How much of the internet is fake? Studies generally suggest that, year after year, less than 60 percent of web traffic is human; some years, according to some researchers, a healthy majority of it is bot. For a period of time in 2013, the Times reported this year, a full half of YouTube traffic was “bots masquerading as people,” a portion so high that employees feared an inflection point after which YouTube’s systems for detecting fraudulent traffic would begin to regard bot traffic as real and human traffic as fake. They called this hypothetical event “the Inversion.”

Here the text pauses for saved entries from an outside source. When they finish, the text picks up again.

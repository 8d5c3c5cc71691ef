use actix_web::{http::StatusCode, test, web, App};
use mongodb::bson::{doc, oid::ObjectId};
use serde_json::{json, Value};

use sitesafe_server::{
    config::{Config, StoreBackend},
    database::{EntityStore, MemoryStore, Store},
    models::user::UserAuthenticationMiddlewareFactory,
    routes,
    state::AppState,
};

fn state(enforce_references: bool) -> web::Data<AppState> {
    let store: Store = std::sync::Arc::new(MemoryStore::default());
    let config = Config {
        host: "127.0.0.1".to_string(),
        port: 0,
        store: StoreBackend::Memory,
        mongodb_uri: String::new(),
        mongodb_database: String::new(),
        jwt_secret: "integration secret".to_string(),
        token_ttl_secs: 3600,
        enforce_references,
    };
    web::Data::new(AppState::new(store, config))
}

macro_rules! app {
    ($state:expr) => {
        test::init_service(
            App::new()
                .wrap(UserAuthenticationMiddlewareFactory)
                .app_data($state.clone())
                .configure(routes::configure),
        )
        .await
    };
}

macro_rules! send {
    ($app:expr, $req:expr) => {{
        let res = test::call_service(&$app, $req.to_request()).await;
        let status: StatusCode = res.status();
        let body = test::read_body(res).await;
        let body: Value = serde_json::from_slice(&body).unwrap_or(Value::Null);
        (status, body)
    }};
}

macro_rules! register {
    ($app:expr, $name:expr, $email:expr) => {{
        let (status, body) = send!(
            $app,
            test::TestRequest::post()
                .uri("/api/auth/register")
                .set_json(json!({ "name": $name, "email": $email, "password": "hard hat area" }))
        );
        assert_eq!(status, StatusCode::CREATED, "{body}");
        body["token"].as_str().unwrap().to_string()
    }};
}

fn bearer(token: &str) -> (&'static str, String) {
    ("Authorization", format!("Bearer {token}"))
}

fn fall(site: &str) -> Value {
    json!({
        "title": "Fall from scaffold",
        "description": "Worker slipped on wet planks",
        "incident_type": "Fall",
        "severity_level": "High",
        "date": "2024-01-01T10:00",
        "site_id": site,
    })
}

#[actix_web::test]
async fn resource_routes_require_a_token() {
    let state = state(false);
    let app = app!(state);

    let (status, body) = send!(app, test::TestRequest::get().uri("/api/safety"));
    assert_eq!(status, StatusCode::UNAUTHORIZED);
    assert_eq!(body["message"], "Not authorized, no valid token");

    let (status, _) = send!(
        app,
        test::TestRequest::get()
            .uri("/api/workers")
            .insert_header(bearer("not.a.token"))
    );
    assert_eq!(status, StatusCode::UNAUTHORIZED);
}

#[actix_web::test]
async fn register_login_and_me() {
    let state = state(false);
    let app = app!(state);
    let token = register!(app, "Dana Reyes", "Dana@Example.com");

    let (status, me) = send!(
        app,
        test::TestRequest::get()
            .uri("/api/auth/me")
            .insert_header(bearer(&token))
    );
    assert_eq!(status, StatusCode::OK);
    assert_eq!(me["email"], "dana@example.com");
    assert_eq!(me["name"], "Dana Reyes");

    let (status, session) = send!(
        app,
        test::TestRequest::post()
            .uri("/api/auth/login")
            .set_json(json!({ "email": "dana@example.com", "password": "hard hat area" }))
    );
    assert_eq!(status, StatusCode::OK);
    assert_eq!(session["_id"], me["_id"]);
    assert!(session["token"].is_string());

    let (status, _) = send!(
        app,
        test::TestRequest::post()
            .uri("/api/auth/login")
            .set_json(json!({ "email": "dana@example.com", "password": "wrong password" }))
    );
    assert_eq!(status, StatusCode::UNAUTHORIZED);

    let (status, _) = send!(
        app,
        test::TestRequest::post()
            .uri("/api/auth/register")
            .set_json(json!({
                "name": "Dana",
                "email": "dana@example.com",
                "password": "another one",
            }))
    );
    assert_eq!(status, StatusCode::CONFLICT);

    let (status, _) = send!(
        app,
        test::TestRequest::post()
            .uri("/api/auth/register")
            .set_json(json!({ "name": "Sam", "email": "sam@example.com", "password": "short" }))
    );
    assert_eq!(status, StatusCode::BAD_REQUEST);
}

#[actix_web::test]
async fn incident_lifecycle_respects_its_owner() {
    let state = state(false);
    let app = app!(state);
    let owner = register!(app, "Owner", "owner@example.com");
    let other = register!(app, "Other", "other@example.com");
    let site = ObjectId::new().to_hex();

    let (status, created) = send!(
        app,
        test::TestRequest::post()
            .uri("/api/safety")
            .insert_header(bearer(&owner))
            .set_json(fall(&site))
    );
    assert_eq!(status, StatusCode::CREATED, "{created}");
    assert_eq!(created["resolved"], false);
    assert_eq!(created["site_id"], site);
    let id = created["_id"].as_str().unwrap().to_string();

    let (_, mine) = send!(
        app,
        test::TestRequest::get()
            .uri("/api/safety")
            .insert_header(bearer(&owner))
    );
    assert_eq!(mine.as_array().unwrap().len(), 1);
    let (_, theirs) = send!(
        app,
        test::TestRequest::get()
            .uri("/api/safety")
            .insert_header(bearer(&other))
    );
    assert_eq!(theirs, json!([]));

    let (status, _) = send!(
        app,
        test::TestRequest::get()
            .uri(&format!("/api/safety/{id}"))
            .insert_header(bearer(&other))
    );
    assert_eq!(status, StatusCode::OK);

    let (status, body) = send!(
        app,
        test::TestRequest::put()
            .uri(&format!("/api/safety/{id}"))
            .insert_header(bearer(&other))
            .set_json(json!({ "resolved": true }))
    );
    assert_eq!(status, StatusCode::FORBIDDEN);
    assert!(body["message"].is_string());

    let (status, _) = send!(
        app,
        test::TestRequest::delete()
            .uri(&format!("/api/safety/{id}"))
            .insert_header(bearer(&other))
    );
    assert_eq!(status, StatusCode::FORBIDDEN);

    let (status, updated) = send!(
        app,
        test::TestRequest::put()
            .uri(&format!("/api/safety/{id}"))
            .insert_header(bearer(&owner))
            .set_json(json!({ "resolved": true, "user": ObjectId::new().to_hex() }))
    );
    assert_eq!(status, StatusCode::OK);
    assert_eq!(updated["resolved"], true);
    assert_eq!(updated["title"], "Fall from scaffold");
    assert_eq!(updated["user"], created["user"]);
    assert_eq!(updated["createdAt"], created["createdAt"]);

    let (status, body) = send!(
        app,
        test::TestRequest::delete()
            .uri(&format!("/api/safety/{id}"))
            .insert_header(bearer(&owner))
    );
    assert_eq!(status, StatusCode::OK);
    assert_eq!(body["message"], "Incident deleted");

    let (status, _) = send!(
        app,
        test::TestRequest::get()
            .uri(&format!("/api/safety/{id}"))
            .insert_header(bearer(&owner))
    );
    assert_eq!(status, StatusCode::NOT_FOUND);
}

#[actix_web::test]
async fn invalid_creates_persist_nothing() {
    let state = state(false);
    let app = app!(state);
    let token = register!(app, "Owner", "owner@example.com");

    let mut missing_title = fall(&ObjectId::new().to_hex());
    missing_title["title"] = json!("   ");
    let (status, body) = send!(
        app,
        test::TestRequest::post()
            .uri("/api/safety")
            .insert_header(bearer(&token))
            .set_json(missing_title)
    );
    assert_eq!(status, StatusCode::BAD_REQUEST);
    assert!(body["message"].as_str().unwrap().contains("title"));

    let mut bad_severity = fall(&ObjectId::new().to_hex());
    bad_severity["severity_level"] = json!("Catastrophic");
    let (status, _) = send!(
        app,
        test::TestRequest::post()
            .uri("/api/safety")
            .insert_header(bearer(&token))
            .set_json(bad_severity)
    );
    assert_eq!(status, StatusCode::BAD_REQUEST);

    let (status, _) = send!(
        app,
        test::TestRequest::post()
            .uri("/api/hazard/reports")
            .insert_header(bearer(&token))
            .set_json(json!({
                "title": "Loose cable",
                "date": "yesterday-ish",
                "description": "Trip hazard",
                "location": "Level 2",
            }))
    );
    assert_eq!(status, StatusCode::BAD_REQUEST);

    let (status, _) = send!(
        app,
        test::TestRequest::post()
            .uri("/api/sites")
            .insert_header(bearer(&token))
            .set_json(json!(["not", "an", "object"]))
    );
    assert_eq!(status, StatusCode::BAD_REQUEST);

    for collection in ["incidents", "reports", "sites"] {
        let stored = state.store.find_many(collection, doc! {}, None).await.unwrap();
        assert!(stored.is_empty(), "{collection}");
    }
}

#[actix_web::test]
async fn unknown_and_malformed_ids_are_not_found() {
    let state = state(false);
    let app = app!(state);
    let token = register!(app, "Owner", "owner@example.com");
    let unknown = ObjectId::new().to_hex();

    for path in [
        "/api/safety",
        "/api/safety/gear-logs",
        "/api/equipment",
        "/api/hazard/reports",
        "/api/sites",
        "/api/workers",
    ] {
        for id in [unknown.as_str(), "not-an-id"] {
            let uri = format!("{path}/{id}");
            let (status, body) = send!(
                app,
                test::TestRequest::get().uri(&uri).insert_header(bearer(&token))
            );
            assert_eq!(status, StatusCode::NOT_FOUND, "GET {uri}");
            assert!(body["message"].as_str().unwrap().ends_with("not found"));

            let (status, _) = send!(
                app,
                test::TestRequest::put()
                    .uri(&uri)
                    .insert_header(bearer(&token))
                    .set_json(json!({}))
            );
            assert_eq!(status, StatusCode::NOT_FOUND, "PUT {uri}");

            let (status, _) = send!(
                app,
                test::TestRequest::delete().uri(&uri).insert_header(bearer(&token))
            );
            assert_eq!(status, StatusCode::NOT_FOUND, "DELETE {uri}");
        }
    }
}

#[actix_web::test]
async fn worker_emails_are_unique_and_listing_is_sorted() {
    let state = state(false);
    let app = app!(state);
    let token = register!(app, "Owner", "owner@example.com");

    for (first, last, email) in [
        ("Grace", "Hopper", "grace@example.com"),
        ("Ada", "Byron", "ada@example.com"),
        ("Alan", "Byron", "alan@example.com"),
    ] {
        let (status, _) = send!(
            app,
            test::TestRequest::post()
                .uri("/api/workers")
                .insert_header(bearer(&token))
                .set_json(json!({ "firstName": first, "lastName": last, "email": email }))
        );
        assert_eq!(status, StatusCode::CREATED);
    }

    let (status, body) = send!(
        app,
        test::TestRequest::post()
            .uri("/api/workers")
            .insert_header(bearer(&token))
            .set_json(json!({
                "firstName": "Other",
                "lastName": "Ada",
                "email": " ADA@example.com",
            }))
    );
    assert_eq!(status, StatusCode::CONFLICT);
    assert_eq!(body["message"], "Worker with this email already exists");

    let (_, workers) = send!(
        app,
        test::TestRequest::get()
            .uri("/api/workers")
            .insert_header(bearer(&token))
    );
    let names: Vec<&str> = workers
        .as_array()
        .unwrap()
        .iter()
        .map(|worker| worker["firstName"].as_str().unwrap())
        .collect();
    assert_eq!(names, ["Ada", "Alan", "Grace"]);

    let grace = workers[2]["_id"].as_str().unwrap();
    let (status, _) = send!(
        app,
        test::TestRequest::put()
            .uri(&format!("/api/workers/{grace}"))
            .insert_header(bearer(&token))
            .set_json(json!({ "email": "alan@example.com" }))
    );
    assert_eq!(status, StatusCode::CONFLICT);

    let (status, updated) = send!(
        app,
        test::TestRequest::put()
            .uri(&format!("/api/workers/{grace}"))
            .insert_header(bearer(&token))
            .set_json(json!({ "email": "grace@example.com", "jobTitle": "Crane operator" }))
    );
    assert_eq!(status, StatusCode::OK);
    assert_eq!(updated["jobTitle"], "Crane operator");
    assert_eq!(updated["lastName"], "Hopper");
}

Mapping City Trees With Artificial Intelligence

CityLab, Linda Poon


How many trees are in your city?

It might seem like a straightforward question, but finding the answer can be a monumental task. New York City’s 2015-2016 tree census, for example, took nearly two years (12,000 hours total) and more than 2,200 volunteers. Seattle’s tree inventory won’t be complete until at least 2024. Such efforts aren’t done in vain; in the short term, they allow cities to better maintain their urban trees. And over the long run, they lay out the foundation for various initiatives that address everything from climate change to public health.

Aiera Bags $3.5M for A.I. to Help Wall Street Analysts Pick Stocks

Xconomy, Jeff Engel


The latest move comes from Aiera (pronounced like “era”), a New York- and Boston-based company that announced today it took in $3.5 million in seed funding. Flybridge Capital Partners led the investment and was joined by Macquarie Group, Innovation Endeavors, Fin Venture Capital, and WGI Group.

Aiera, which stands for “artificially intelligent equity research analyst,” wants to use A.I. technologies to help active investment managers make decisions, in part by forecasting stock performance and recommending whether to buy, hold, or sell particular stocks.

One Giant Step for a Chess-Playing Machine

The New York Times, Science, Essay, Steven Strogatz


The stunning success of AlphaZero, a deep-learning algorithm, heralds a new age of insight — one that, for humans, may not last long.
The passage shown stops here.